Cylance security firm says it has found a vulnerability in Windows that would allow hackers to steal the names and codes of safety of users of the operating system. But Microsoft has downplayed the report.
Any desktop, tablet or server running the Windows operating system 8.1 or earlier – and even devices that are running Windows 10 – is susceptible to the vulnerability Cylance revealed Monday. The company, called the attack “Redirect to SMB,” says the vulnerability is related to a similar bug that was first discovered in Windows in 1997. The ruling, discovered by researcher Aaron Spangler, Windows automatically provided the username and security code to what I thought was a server. Cylance claims that Microsoft never noticed this flaw.
SMB (server message block, which translates as the server message block) is located in the center of this failure. SMB is a protocol for sharing files over a network. In Windows, SMB is often used to share files through a company network.
According to Cylance an attack “Redirect to SMB” requires that the victim enter the word “file: //” followed by the address or click on a malicious link. Because of this failure, Windows assumes that the link is an attempt by the user to access a file on a server, and thus automatically provides user credentials.

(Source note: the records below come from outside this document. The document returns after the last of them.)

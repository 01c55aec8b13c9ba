// Central constants for game balance and thresholds.
pub const XP_PER_STAT_LEVEL: i64 = 100; // one stat level per 100 XP
pub const STAT_LEVEL_CAP: i32 = 100;
pub const PLAYER_LEVEL_XP_DIVISOR: f64 = 50.0; // player level = floor(sqrt(total/50)) + 1

pub const STREAK_MULTIPLIER_STEP: f64 = 0.1; // +10% XP per streak day
pub const STREAK_MULTIPLIER_CAP: f64 = 2.0; // saturates at a 10-day streak
pub const PENALTY_REDUCTION_STEP: f64 = 0.05; // -5% XP per penalty point
pub const PENALTY_REDUCTION_FLOOR: f64 = 0.5; // saturates at 10 penalty points
pub const MAX_PENALTY_POINTS: i32 = 10;

// A day counts as maintained once this share of its quests is completed.
pub const STREAK_MAINTENANCE_PCT: f64 = 80.0;
pub const MANDATORY_QUEST_SLOTS: usize = 4; // one quest per lowest-leveled stat
pub const REDEEM_STREAK_DAYS: i32 = 7; // streak length that unlocks penalty redemption
pub const AT_RISK_HOUR: u32 = 20; // local hour after which an unmaintained day is "at risk"
pub const HISTORY_WINDOW_DAYS: u64 = 7;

Once hackers get the credentials, you will see that the security codes are encrypted. However, Cylance states that a person who has a first-class GPU “can decipher any code of 8 characters consisting of letters (uppercase and lowercase) and numbers in less than half a day.”
There is debate, however, about the seriousness of this failure. It has known of this problem for years, and Microsoft offered guidance on how to protect against this ruling in 2009.
On Monday, Microsoft downplayed the “discovery” of Cylance to note that it is not new and that the odds of being victims of this attack are minimal.
“We disagree with the assertions of Cylance that there is a new kind of attack. Cybercriminals are still involved in a series of vicious tactics,” said a Microsoft spokesman. “However, you have to gather several factors for this type of attack is concretized, for example, that a user enters information into a fake website. We encourage people to not open links that come in emails from senders They do not know and do not visit Web sites that are not safe. ”
Cylance reported that it has found 31 programs that are susceptible to failure, including Internet Explorer and Excel 2010. The company also found that Adobe Reader, Apple QuickTime and Symantec Norton Security Scan can also be victims of the attack. Carnegie Mellon University, who also described the vulnerability after discovering in turn, noted that most of the applications that target Internet to check for software updates, for example, are vulnerable to failure.